# Exercise prompt
Your task is to give the data again, exactly, with every line intact.

# Listed entries
//! Memory-Mapped Message Files
//!
//! Flattened message di-mmap langsung:
//! - Zero-copy read: `bytes()` menunjuk ke page cache, decode langsung dari sana
//! - Write in place: file di-size ke `flattened_size()` lalu di-flatten ke mapping
//! - Format apa pun yang bisa di-unflatten bisa di-load

use memmap2::{Mmap, MmapMut, MmapOptions};
use std::fs::{File, OpenOptions};
use std::path::Path;

use crate::error::{MessageError, Result};
use crate::message::MessageStore;

/// Read-only mapping atas satu flattened message
pub struct MessageFile {
    mmap: Mmap,
}

impl MessageFile {
    /// Tulis `store` (native format) ke `path` lewat mapping writable
    pub fn create<P: AsRef<Path>>(path: P, store: &MessageStore) -> Result<Self> {
        let size = store.flattened_size();

        let file = OpenOptions::new()
            .read(true)
            .write(true)
            .create(true)
            .truncate(true)
            .open(path)?;
        file.set_len(size as u64)?;

        // SAFETY: file baru di-truncate dan dibuka read/write oleh kita sendiri
        let mut mmap: MmapMut = unsafe { MmapOptions::new().len(size).map_mut(&file)? };
        store.flatten_to_slice(&mut mmap[..])?;
        mmap.flush()?;

        log::debug!("message file: wrote {} bytes", size);
        Ok(Self {
            mmap: mmap.make_read_only()?,
        })
    }

    /// Map file yang sudah ada (read-only)
    pub fn open<P: AsRef<Path>>(path: P) -> Result<Self> {
        let file = File::open(path)?;
        if file.metadata()?.len() == 0 {
            // mmap panjang nol tidak valid; file kosong bukan message
            return Err(MessageError::bad_data("empty message file"));
        }

        // SAFETY: mapping read-only; isi file divalidasi penuh saat load()
        let mmap = unsafe { MmapOptions::new().map(&file)? };
        Ok(Self { mmap })
    }

    /// Raw bytes dari mapping (zero-copy)
    #[inline(always)]
    pub fn bytes(&self) -> &[u8] {
        &self.mmap
    }

    #[inline(always)]
    pub fn len(&self) -> usize {
        self.mmap.len()
    }

    #[inline(always)]
    pub fn is_empty(&self) -> bool {
        self.mmap.is_empty()
    }

    /// Decode isi file ke store baru
    pub fn load(&self) -> Result<MessageStore> {
        MessageStore::unflatten(self.bytes())
    }
}
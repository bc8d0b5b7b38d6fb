//! Message Layer: value API di atas core engine
//!
//! - `types`: type codes dan typed item values
//! - `header`: target / reply / delivery state
//! - `store`: MessageStore (add / find / replace / remove / rename)
//! - `print`: dump seperti PrintToStream

mod header;
mod print;
mod store;
mod types;

pub use header::{DeliveryFlags, MessageHeader, ReplyAddress, NULL_TOKEN, PREFERRED_TOKEN};
pub use store::{FieldData, FieldInfo, FieldRef, Fields, MessageStore};
pub use types::{swap_items, FlatValue, Flattenable, Point, Rect, TypeCode};
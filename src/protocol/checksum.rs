//! Header checksum
//!
//! Dihitung atas bytes header setelah magic + checksum slot
//! (`bytes[8..header_len]`). Sama untuk native dan R5.

/// Wrapping sum atas word big-endian 32-bit; sisa 1-3 byte di-fold
/// big-endian lalu ditambahkan.
#[inline(always)]
pub fn header_checksum(data: &[u8]) -> u32 {
    let mut chunks = data.chunks_exact(4);
    let mut sum: u32 = 0;

    for word in &mut chunks {
        sum = sum.wrapping_add(u32::from_be_bytes([word[0], word[1], word[2], word[3]]));
    }

    let tail = chunks
        .remainder()
        .iter()
        .fold(0u32, |acc, &byte| (acc << 8) | byte as u32);

    sum.wrapping_add(tail)
}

# Answer space
//! Memory-Mapped Message Files
//!
//! Flattened message di-mmap langsung:
//! - Zero-copy read: `bytes()` menunjuk ke page cache, decode langsung dari sana
//! - Write in place: file di-size ke `flattened_size()` lalu di-flatten ke mapping
//! - Format apa pun yang bisa di-unflatten bisa di-load

use memmap2::{Mmap, MmapMut, MmapOptions};
use std::fs::{File, OpenOptions};
use std::path::Path;

use crate::error::{MessageError, Result};
use crate::message::MessageStore;

/// Read-only mapping atas satu flattened message
pub struct MessageFile {
    mmap: Mmap,
}

impl MessageFile {
    /// Tulis `store` (native format) ke `path` lewat mapping writable
    pub fn create<P: AsRef<Path>>(path: P, store: &MessageStore) -> Result<Self> {
        let size = store.flattened_size();

        let file = OpenOptions::new()
            .read(true)
            .write(true)
            .create(true)
            .truncate(true)
            .open(path)?;
        file.set_len(size as u64)?;

        // SAFETY: file baru di-truncate dan dibuka read/write oleh kita sendiri
        let mut mmap: MmapMut = unsafe { MmapOptions::new().len(size).map_mut(&file)? };
        store.flatten_to_slice(&mut mmap[..])?;
        mmap.flush()?;

        log::debug!("message file: wrote {} bytes", size);
        Ok(Self {
            mmap: mmap.make_read_only()?,
        })
    }

    /// Map file yang sudah ada (read-only)
    pub fn open<P: AsRef<Path>>(path: P) -> Result<Self> {
        let file = File::open(path)?;
        if file.metadata()?.len() == 0 {
            // mmap panjang nol tidak valid; file kosong bukan message
            return Err(MessageError::bad_data("empty message file"));
        }

        // SAFETY: mapping read-only; isi file divalidasi penuh saat load()
        let mmap = unsafe { MmapOptions::new().map(&file)? };
        Ok(Self { mmap })
    }

    /// Raw bytes dari mapping (zero-copy)
    #[inline(always)]
    pub fn bytes(&self) -> &[u8] {
        &self.mmap
    }

    #[inline(always)]
    pub fn len(&self) -> usize {
        self.mmap.len()
    }

    #[inline(always)]
    pub fn is_empty(&self) -> bool {
        self.mmap.is_empty()
    }

    /// Decode isi file ke store baru
    pub fn load(&self) -> Result<MessageStore> {
        MessageStore::unflatten(self.bytes())
    }
}
repository bc8d0b5b7b38d6fb
//! Message Layer: value API di atas core engine
//!
//! - `types`: type codes dan typed item values
//! - `header`: target / reply / delivery state
//! - `store`: MessageStore (add / find / replace / remove / rename)
//! - `print`: dump seperti PrintToStream

mod header;
mod print;
mod store;
mod types;

pub use header::{DeliveryFlags, MessageHeader, ReplyAddress, NULL_TOKEN, PREFERRED_TOKEN};
pub use store::{FieldData, FieldInfo, FieldRef, Fields, MessageStore};
pub use types::{swap_items, FlatValue, Flattenable, Point, Rect, TypeCode};
filename src/protocol/checksum.rs
//! Header checksum
//!
//! Dihitung atas bytes header setelah magic + checksum slot
//! (`bytes[8..header_len]`). Sama untuk native dan R5.

/// Wrapping sum atas word big-endian 32-bit; sisa 1-3 byte di-fold
/// big-endian lalu ditambahkan.
#[inline(always)]
pub fn header_checksum(data: &[u8]) -> u32 {
    let mut chunks = data.chunks_exact(4);
    let mut sum: u32 = 0;

    for word in &mut chunks {
        sum = sum.wrapping_add(u32::from_be_bytes([word[0], word[1], word[2], word[3]]));
    }

    let tail = chunks
        .remainder()
        .iter()
        .fold(0u32, |acc, &byte| (acc << 8) | byte as u32);

    sum.wrapping_add(tail)
}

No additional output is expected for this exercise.